Re: Project: 7504 (Run 19, Clone *, Gen 0)

Posted: Fri Nov 11, 2011 2:18 pm
by HayesK
My wu history shows 50 p7504 have been completed and 8 more currently in progress, none of which are Run 19. All running Ubuntu, client 6.34, core 2.27.

Re: Project: 7504 (Run 19, Clone *, Gen 0)

Posted: Fri Nov 11, 2011 2:24 pm
by Just Brew It!
FYI I am seeing the same repeat failure (error 0x8b) on one of my systems with project 7504 this morning. Have tried deleting the queue but it keeps re-downloading the same WU. Will try changing the machine ID as recommended earlier in this thread...

Question: Do these failures count against the 80% successful return rate we need to maintain in order to get the SMP bonus points?

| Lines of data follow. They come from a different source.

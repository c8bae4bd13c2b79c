//! Application-wide constants
//!
//! Centralized location for magic values to improve maintainability.

// =============================================================================
// Authentication & Sessions
// =============================================================================

/// Name of the cookie carrying the session id
pub const SESSION_COOKIE_NAME: &str = "sid";

/// Default session lifetime in hours (7 days)
pub const DEFAULT_SESSION_TTL_HOURS: i64 = 168;

/// Longest accepted session lifetime in hours (one year)
pub const MAX_SESSION_TTL_HOURS: i64 = 8_760;

// =============================================================================
// User Roles
// =============================================================================

/// Default role assigned to new users
pub const ROLE_BUYER: &str = "buyer";

/// Administrator role with access to inventory and order management
pub const ROLE_ADMIN: &str = "admin";

/// All valid role values
pub const VALID_ROLES: &[&str] = &[ROLE_BUYER, ROLE_ADMIN];

/// Check if a role value is valid
pub fn is_valid_role(role: &str) -> bool {
    VALID_ROLES.contains(&role)
}

// =============================================================================
// Order Status
// =============================================================================

pub const STATUS_PENDING: &str = "pending";
pub const STATUS_IN_PROGRESS: &str = "in_progress";
pub const STATUS_DELIVERED: &str = "delivered";

// =============================================================================
// Admin Bootstrap
// =============================================================================

/// Bootstrap admin credentials. Change immediately in any real deployment.
pub const DEFAULT_ADMIN_USERNAME: &str = "admin";
pub const DEFAULT_ADMIN_PASSWORD: &str = "admin123";
pub const DEFAULT_ADMIN_EMAIL: &str = "admin@agrofix.com";

// =============================================================================
// Server Configuration
// =============================================================================

/// Default server host address
pub const DEFAULT_SERVER_HOST: &str = "0.0.0.0";

/// Default server port
pub const DEFAULT_SERVER_PORT: u16 = 3000;

/// Prefix shared by every JSON endpoint
pub const API_PREFIX: &str = "/api";

// =============================================================================
// Database
// =============================================================================

/// Upper bound on pooled database connections
pub const DEFAULT_DB_MAX_CONNECTIONS: u32 = 10;

/// Scale used for every persisted money column
pub const MONEY_SCALE: u32 = 2;

/// Largest amount a `NUMERIC(10,2)` column holds (99,999,999.99), in cents
pub const MAX_AMOUNT_CENTS: i64 = 9_999_999_999;

// =============================================================================
// Validation
// =============================================================================

/// Minimum password length, counted in characters
pub const MIN_PASSWORD_LENGTH: u64 = 6;

// =============================================================================
// Notifications
// =============================================================================

/// Sender used for order e-mails when SMTP_FROM is not set
pub const DEFAULT_SMTP_FROM: &str = "orders@agrofix.com";
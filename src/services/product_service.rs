//! Catalog service.

use std::sync::Arc;

use async_trait::async_trait;

use crate::domain::validation::validate;
use crate::domain::{Product, ProductInput};
use crate::errors::{AppError, AppResult, OptionExt};
use crate::infra::Storage;

#[async_trait]
pub trait ProductService: Send + Sync {
    async fn list_products(&self) -> AppResult<Vec<Product>>;

    async fn get_product(&self, id: i32) -> AppResult<Product>;

    async fn create_product(&self, input: ProductInput) -> AppResult<Product>;

    async fn update_product(&self, id: i32, input: ProductInput) -> AppResult<Product>;

    async fn delete_product(&self, id: i32) -> AppResult<()>;
}

pub struct Catalog {
    storage: Arc<dyn Storage>,
}

impl Catalog {
    pub fn new(storage: Arc<dyn Storage>) -> Self {
        Self { storage }
    }
}

#[async_trait]
impl ProductService for Catalog {
    async fn list_products(&self) -> AppResult<Vec<Product>> {
        self.storage.get_all_products().await
    }

    async fn get_product(&self, id: i32) -> AppResult<Product> {
        self.storage.get_product_by_id(id).await?.ok_or_not_found()
    }

    async fn create_product(&self, input: ProductInput) -> AppResult<Product> {
        validate(&input)?;
        let product = self.storage.create_product(input).await?;
        tracing::info!(product_id = product.id, name = %product.name, "Product created");
        Ok(product)
    }

    async fn update_product(&self, id: i32, input: ProductInput) -> AppResult<Product> {
        validate(&input)?;
        let product = self
            .storage
            .update_product(id, input)
            .await?
            .ok_or_not_found()?;
        tracing::info!(product_id = id, "Product updated");
        Ok(product)
    }

    async fn delete_product(&self, id: i32) -> AppResult<()> {
        if !self.storage.delete_product(id).await? {
            return Err(AppError::NotFound);
        }
        tracing::info!(product_id = id, "Product deleted");
        Ok(())
    }
}
//! Authentication handlers.

use axum::{extract::State, response::Json, routing::{get, post}, Router};
use axum_extra::extract::cookie::CookieJar;
use serde::Deserialize;
use utoipa::ToSchema;
use validator::Validate;

use crate::api::extractors::ValidatedJson;
use crate::api::middleware::CurrentUser;
use crate::api::session_cookie::SessionCookies;
use crate::api::AppState;
use crate::config::ROLE_BUYER;
use crate::domain::validation::known_role;
use crate::domain::{UserResponse, UserRole};
use crate::errors::AppResult;
use crate::services::Registration;
use crate::types::{Created, MessageResponse};

/// User registration request
#[derive(Debug, Deserialize, Validate, ToSchema)]
pub struct RegisterRequest {
    #[validate(length(min = 3, message = "Username must be at least 3 characters"))]
    #[schema(example = "alice", min_length = 3)]
    pub username: String,
    #[validate(length(min = 6, message = "Password must be at least 6 characters"))]
    #[schema(example = "password1", min_length = 6)]
    pub password: String,
    #[validate(email(message = "Invalid email format"))]
    #[schema(example = "alice@example.com")]
    pub email: String,
    /// `buyer` (default) or `admin`; admin accounts can only be created by an admin
    #[serde(default)]
    #[validate(custom(function = "known_role"))]
    #[schema(example = "buyer")]
    pub role: Option<String>,
}

/// User login request
#[derive(Debug, Deserialize, Validate, ToSchema)]
pub struct LoginRequest {
    #[validate(length(min = 3, message = "Username must be at least 3 characters"))]
    #[schema(example = "alice")]
    pub username: String,
    #[validate(length(min = 6, message = "Password must be at least 6 characters"))]
    #[schema(example = "password1")]
    pub password: String,
}

/// Create authentication routes
pub fn auth_routes() -> Router<AppState> {
    Router::new()
        .route("/register", post(register))
        .route("/login", post(login))
        .route("/logout", post(logout))
        .route("/session", get(session))
}

/// Register a new account
#[utoipa::path(
    post,
    path = "/api/auth/register",
    tag = "Authentication",
    request_body = RegisterRequest,
    responses(
        (status = 201, description = "User registered", body = UserResponse),
        (status = 400, description = "Validation error"),
        (status = 403, description = "Only admins may create admin accounts"),
        (status = 409, description = "Username already taken")
    )
)]
pub async fn register(
    State(state): State<AppState>,
    caller: Option<CurrentUser>,
    ValidatedJson(payload): ValidatedJson<RegisterRequest>,
) -> AppResult<Created<UserResponse>> {
    let role = UserRole::from(payload.role.as_deref().unwrap_or(ROLE_BUYER));

    let user = state
        .auth_service
        .register(
            Registration {
                username: payload.username,
                password: payload.password,
                email: payload.email,
                role,
            },
            caller.map(|CurrentUser(user)| user),
        )
        .await?;

    Ok(Created(UserResponse::from(user)))
}

/// Log in and receive a session cookie
#[utoipa::path(
    post,
    path = "/api/auth/login",
    tag = "Authentication",
    request_body = LoginRequest,
    responses(
        (status = 200, description = "Logged in; `sid` cookie set", body = UserResponse),
        (status = 400, description = "Validation error"),
        (status = 401, description = "Invalid username or password")
    )
)]
pub async fn login(
    State(state): State<AppState>,
    jar: CookieJar,
    ValidatedJson(payload): ValidatedJson<LoginRequest>,
) -> AppResult<(CookieJar, Json<UserResponse>)> {
    let (user, session) = state
        .auth_service
        .login(&payload.username, &payload.password)
        .await?;

    let jar = state.cookies.set(jar, session.id);
    Ok((jar, Json(UserResponse::from(user))))
}

/// End the current session
#[utoipa::path(
    post,
    path = "/api/auth/logout",
    tag = "Authentication",
    responses(
        (status = 200, description = "Session ended and cookie cleared", body = MessageResponse)
    )
)]
pub async fn logout(
    State(state): State<AppState>,
    jar: CookieJar,
) -> AppResult<(CookieJar, Json<MessageResponse>)> {
    if let Some(session_id) = SessionCookies::session_id(&jar) {
        state.auth_service.logout(&session_id).await?;
    }

    let jar = state.cookies.clear(jar);
    Ok((jar, Json(MessageResponse::new("Logged out"))))
}

/// The user behind the current session
#[utoipa::path(
    get,
    path = "/api/auth/session",
    tag = "Authentication",
    responses(
        (status = 200, description = "Current user", body = UserResponse),
        (status = 401, description = "No active session")
    ),
    security(("session_cookie" = []))
)]
pub async fn session(CurrentUser(user): CurrentUser) -> Json<UserResponse> {
    Json(UserResponse::from(user))
}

Edit: The failing WU is Run 19, Clone 52, Gen 0.

Edit #2: After changing the machine ID it downloaded a Run 16, Clone 134, Gen 7 (still Project 7504). This one looks like it is going to be OK (4% completed so far).

Re: Project: 7504 (Run 19, Clone *, Gen 0)

Posted: Fri Nov 11, 2011 5:06 pm
by gwildperson
Just Brew It! wrote:Question: Do these failures count against the 80% successful return rate we need to maintain in order to get the SMP bonus points?
Of course. A failure is a failure, no matter what caused it. That's why it's 80% and not 99%.

I would reformulate the question slightly differently.
Question: Do repeated failures OF THE SAME UNIT all count against the 80% successful return rate we need to maintain in order to get the SMP bonus points or is each WU counted separately?

We used to think that a WU would be reassigned no more than three times if it failed repeatedly. After the same failure repeatedly happens on the same WU a large number of times, there are two problems that need solving. One is why do we need to change the MachineID to get rid of the problem? The second is how can repeated failures about which we can do nothing disable our bonus (if, in fact, they do)?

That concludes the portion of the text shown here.